Nachdem wir letztes Jahr anhand des Flussregenpfeifers den Einfluss der Wetterlagen auf das Zugverhalten von Vögeln im März untersucht haben, machen wir nun im Jahresverlauf einen Schritt vorwärts und schauen uns an, ob sich ähnliche Muster auch bei Vögeln zeigen, welche in der ersten Aprilhälfte bei uns eintreffen. Untersucht wurden diesmal die Erstankünfte des Kuckucks in der Schweiz während der letzten vier Jahre, also 2016 bis zurück ins meteorologisch spezielle Frühjahr 2013.

Kuckuck in der Abendsonne des 25. Mai 2011 im Nationalpark Neusiedler See – Seewinkel
Der Kuckuck drängt sich für eine solche Untersuchung geradezu auf, ist er doch anhand seines Rufs unverwechselbar und muss auch nicht mühsam gesucht werden. Nicht nur versierte (Hobby-)Ornithologen, sondern jeder auch nur ein wenig naturinteressierte Mensch achtet auf den ersten Ruf des Kuckucks und deutet diesen als Ankunft des Frühlings.

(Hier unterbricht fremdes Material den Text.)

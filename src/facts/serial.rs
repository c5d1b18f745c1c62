//! Serial number extraction from firmware data.

use crate::system::command::CommandRunner;
use crate::system::encoding::decode_console;
use crate::system::extract::extract;

const SERIAL_COMMAND: &str = "wmic bios get SerialNumber /VALUE";
const SERIAL_PATTERN: &str = r"SerialNumber=(.+)";

/// Read the firmware serial number, the primary key for the inventory
/// lookup. A command failure is logged and treated as an extraction miss.
pub async fn serial_number<R: CommandRunner>(runner: &R) -> Option<String> {
    let output = match runner.run(SERIAL_COMMAND).await {
        Ok(raw) => decode_console(&raw),
        Err(e) => {
            log::error!("serial number command failed: {e}");
            String::new()
        }
    };
    log::debug!("firmware serial output: {}", output.trim_end());
    extract(SERIAL_PATTERN, &output)
}
//! Derived read-only facts about the host being provisioned.
//!
//! Each fact is resolved at most once per run by dispatching one command
//! and extracting one value from its output. A miss (command failure or
//! no match) yields `None`; the orchestrator decides what to do with an
//! absent fact.

mod adapter;
mod resolver;
mod serial;

pub use adapter::adapter_index;
pub use resolver::resolver_address;
pub use serial::serial_number;
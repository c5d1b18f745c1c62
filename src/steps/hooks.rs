//! Optional pre/post-install hook scripts.

use std::path::Path;

use tokio::process::Command;

use crate::error::StepError;
use crate::system::encoding::decode_console;

/// Execute the hook script at `path` through the command interpreter if it
/// exists. An absent hook is success; a present hook that fails is an
/// error for the caller's policy to absorb.
pub async fn run_if_present(path: &Path) -> Result<(), StepError> {
    if !path.exists() {
        log::debug!("no hook script at {}", path.display());
        return Ok(());
    }

    log::info!("running hook script {}", path.display());
    let mut command = if cfg!(windows) {
        let mut c = Command::new("cmd.exe");
        c.arg("/C");
        c
    } else {
        Command::new("sh")
    };
    command.arg(path);

    let output = command
        .output()
        .await
        .map_err(|e| StepError::HookFailed(e.to_string()))?;

    if !output.status.success() {
        return Err(StepError::HookFailed(format!(
            "{} exited with {}",
            path.display(),
            output.status
        )));
    }

    log::debug!("{}", decode_console(&output.stdout).trim_end());
    Ok(())
}
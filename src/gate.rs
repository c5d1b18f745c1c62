//! Network readiness gate.
//!
//! Bounded-retry reachability check gating progression of the workflow.
//! Invoked twice per run: before any configuration begins, and again after
//! the IP/DNS reassignment (following the settle delay) to confirm the
//! host is still reachable on its new addressing. Exhausting the gate is
//! the only fatal failure in the agent.

use std::time::Duration;

use tokio::process::Command;

/// A single reachability probe against a target host.
pub trait Probe {
    fn reachable(&self, host: &str) -> impl std::future::Future<Output = bool>;
}

/// Production probe: one ICMP echo via the system ping utility.
#[derive(Debug, Clone, Default)]
pub struct PingProbe;

impl Probe for PingProbe {
    async fn reachable(&self, host: &str) -> bool {
        let mut command = Command::new("ping");
        if cfg!(windows) {
            command.args(["-n", "1", "-w", "2000", host]);
        } else {
            command.args(["-c", "1", "-W", "2", host]);
        }
        match command.output().await {
            Ok(output) => output.status.success(),
            Err(e) => {
                log::debug!("ping spawn failed: {e}");
                false
            }
        }
    }
}

/// Bounded-retry gate over a [`Probe`].
#[derive(Debug, Clone)]
pub struct ReadinessGate {
    max_attempts: u32,
    interval: Duration,
}

impl ReadinessGate {
    pub fn new(max_attempts: u32, interval: Duration) -> Self {
        ReadinessGate {
            max_attempts,
            interval,
        }
    }

    pub fn max_attempts(&self) -> u32 {
        self.max_attempts
    }

    /// Probe `host` once per attempt until reachable or the attempt budget
    /// is exhausted. Returns true immediately on the first success; sleeps
    /// the configured interval between failed attempts.
    pub async fn wait<P: Probe>(&self, probe: &P, host: &str) -> bool {
        for attempt in 1..=self.max_attempts {
            if probe.reachable(host).await {
                log::info!("host {host} reachable after {attempt} attempt(s)");
                return true;
            }
            if attempt < self.max_attempts {
                tokio::time::sleep(self.interval).await;
            }
        }
        log::error!(
            "host {host} unreachable after {} attempts",
            self.max_attempts
        );
        false
    }
}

Der Kuckuck überwintert ausschliesslich südlich der Sahara und ist somit ein Langstreckenzieher. Als Vogel, der den ersten Zug unabhängig von seinen Eltern absolvieren muss, stellt er ein Paradebeispiel für genetisch angeborenes Zugverhalten dar. Der Start des Frühjahrszugs in Afrika wird vom Sonnenstand gesteuert, ist also völlig unabhängig von Witterungsverhältnissen in Europa oder dem Mittelmeerraum, den es zu überqueren gilt. Gäbe es keine nennenswerten Witterungseinflüsse in Europa, müssten die Kuckucke aufgrund der genetischen Steuerung alljährlich sehr pünktlich bei uns eintreffen. In der Tat ist dies nahezu der Fall, zeigen doch die Auswertungen des ornitho-Portals, dass zuverlässig am zweiten April-Wochenende die Schwelle von 50 gemeldeten Vögeln in der Schweiz überschritten wird. Interessant ist aber die Zeitspanne davor, wo sich durchaus von Jahr zu Jahr Unterschiede bei der Erstankunft und bei der allmählichen Zunahme der Beobachtungen zeigen.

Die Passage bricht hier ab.